◆ **Exercise goal**
Produce word for word the lines of the data below running from the one that has "use tokio::time::Instant;" to the one that has "ran and failed.", inclusive, and no others.

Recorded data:
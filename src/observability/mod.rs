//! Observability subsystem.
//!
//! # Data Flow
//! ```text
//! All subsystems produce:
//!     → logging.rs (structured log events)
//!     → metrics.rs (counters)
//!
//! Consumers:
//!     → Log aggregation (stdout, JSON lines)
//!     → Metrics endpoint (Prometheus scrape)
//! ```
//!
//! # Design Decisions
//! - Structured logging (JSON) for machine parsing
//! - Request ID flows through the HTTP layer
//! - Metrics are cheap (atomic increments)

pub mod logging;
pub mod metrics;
* * *
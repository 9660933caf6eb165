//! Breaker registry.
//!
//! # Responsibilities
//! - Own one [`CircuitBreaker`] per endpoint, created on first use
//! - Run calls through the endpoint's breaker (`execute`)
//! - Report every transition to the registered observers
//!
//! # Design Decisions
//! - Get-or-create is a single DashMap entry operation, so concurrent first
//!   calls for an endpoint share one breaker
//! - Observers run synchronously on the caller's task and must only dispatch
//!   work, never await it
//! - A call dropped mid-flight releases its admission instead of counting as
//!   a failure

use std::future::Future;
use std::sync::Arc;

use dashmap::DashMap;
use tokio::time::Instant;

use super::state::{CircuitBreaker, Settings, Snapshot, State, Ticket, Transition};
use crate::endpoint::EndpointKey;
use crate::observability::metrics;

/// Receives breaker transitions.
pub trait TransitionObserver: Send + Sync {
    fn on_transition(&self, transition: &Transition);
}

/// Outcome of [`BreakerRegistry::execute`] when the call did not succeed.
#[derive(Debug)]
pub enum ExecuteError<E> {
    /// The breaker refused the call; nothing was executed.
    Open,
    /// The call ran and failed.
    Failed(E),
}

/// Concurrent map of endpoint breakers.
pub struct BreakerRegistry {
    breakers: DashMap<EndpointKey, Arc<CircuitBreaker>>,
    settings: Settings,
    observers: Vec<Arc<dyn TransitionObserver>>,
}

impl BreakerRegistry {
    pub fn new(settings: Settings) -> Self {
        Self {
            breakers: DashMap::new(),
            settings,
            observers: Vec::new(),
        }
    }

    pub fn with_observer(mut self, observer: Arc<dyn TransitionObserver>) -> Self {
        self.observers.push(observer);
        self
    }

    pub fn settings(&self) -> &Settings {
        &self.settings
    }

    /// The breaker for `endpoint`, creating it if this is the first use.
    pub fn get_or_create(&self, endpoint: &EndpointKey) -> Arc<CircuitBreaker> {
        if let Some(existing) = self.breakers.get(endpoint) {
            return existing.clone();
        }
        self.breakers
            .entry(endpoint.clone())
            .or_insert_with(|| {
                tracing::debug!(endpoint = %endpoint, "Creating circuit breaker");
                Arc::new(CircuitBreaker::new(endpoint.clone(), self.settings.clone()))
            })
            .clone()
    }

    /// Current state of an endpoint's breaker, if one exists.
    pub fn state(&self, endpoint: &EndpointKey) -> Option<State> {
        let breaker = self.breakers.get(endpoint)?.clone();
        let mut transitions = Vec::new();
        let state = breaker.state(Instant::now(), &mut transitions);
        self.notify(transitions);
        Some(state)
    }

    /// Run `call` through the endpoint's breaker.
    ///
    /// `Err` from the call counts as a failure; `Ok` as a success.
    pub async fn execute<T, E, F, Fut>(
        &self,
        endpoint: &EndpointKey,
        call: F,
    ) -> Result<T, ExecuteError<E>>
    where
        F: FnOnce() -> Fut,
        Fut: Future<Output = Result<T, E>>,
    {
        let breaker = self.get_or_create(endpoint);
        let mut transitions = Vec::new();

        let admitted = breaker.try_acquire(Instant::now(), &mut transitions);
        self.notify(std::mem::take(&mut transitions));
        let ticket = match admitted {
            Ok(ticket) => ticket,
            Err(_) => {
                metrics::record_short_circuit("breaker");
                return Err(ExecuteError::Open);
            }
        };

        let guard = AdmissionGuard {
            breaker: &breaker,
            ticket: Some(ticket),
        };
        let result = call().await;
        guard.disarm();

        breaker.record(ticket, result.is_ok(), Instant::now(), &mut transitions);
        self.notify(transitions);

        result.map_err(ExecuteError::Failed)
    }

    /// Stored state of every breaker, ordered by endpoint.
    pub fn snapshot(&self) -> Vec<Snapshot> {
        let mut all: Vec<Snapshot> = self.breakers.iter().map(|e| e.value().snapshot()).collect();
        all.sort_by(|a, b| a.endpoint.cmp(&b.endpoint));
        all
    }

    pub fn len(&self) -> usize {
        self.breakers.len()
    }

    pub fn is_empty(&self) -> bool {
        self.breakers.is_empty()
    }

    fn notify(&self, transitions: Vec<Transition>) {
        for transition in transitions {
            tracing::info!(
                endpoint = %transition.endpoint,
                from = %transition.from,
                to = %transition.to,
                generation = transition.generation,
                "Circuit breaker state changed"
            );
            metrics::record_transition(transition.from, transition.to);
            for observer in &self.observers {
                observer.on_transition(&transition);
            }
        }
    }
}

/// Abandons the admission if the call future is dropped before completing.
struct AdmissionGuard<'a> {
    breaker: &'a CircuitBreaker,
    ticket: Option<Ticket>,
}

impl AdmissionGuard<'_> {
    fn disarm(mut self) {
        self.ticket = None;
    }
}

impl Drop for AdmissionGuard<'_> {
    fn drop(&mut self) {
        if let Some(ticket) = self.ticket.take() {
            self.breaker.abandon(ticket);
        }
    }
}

◆ **Written solution**
use tokio::time::Instant;

use super::state::{CircuitBreaker, Settings, Snapshot, State, Ticket, Transition};
use crate::endpoint::EndpointKey;
use crate::observability::metrics;

/// Receives breaker transitions.
pub trait TransitionObserver: Send + Sync {
    fn on_transition(&self, transition: &Transition);
}

/// Outcome of [`BreakerRegistry::execute`] when the call did not succeed.
#[derive(Debug)]
pub enum ExecuteError<E> {
    /// The breaker refused the call; nothing was executed.
    Open,
    /// The call ran and failed.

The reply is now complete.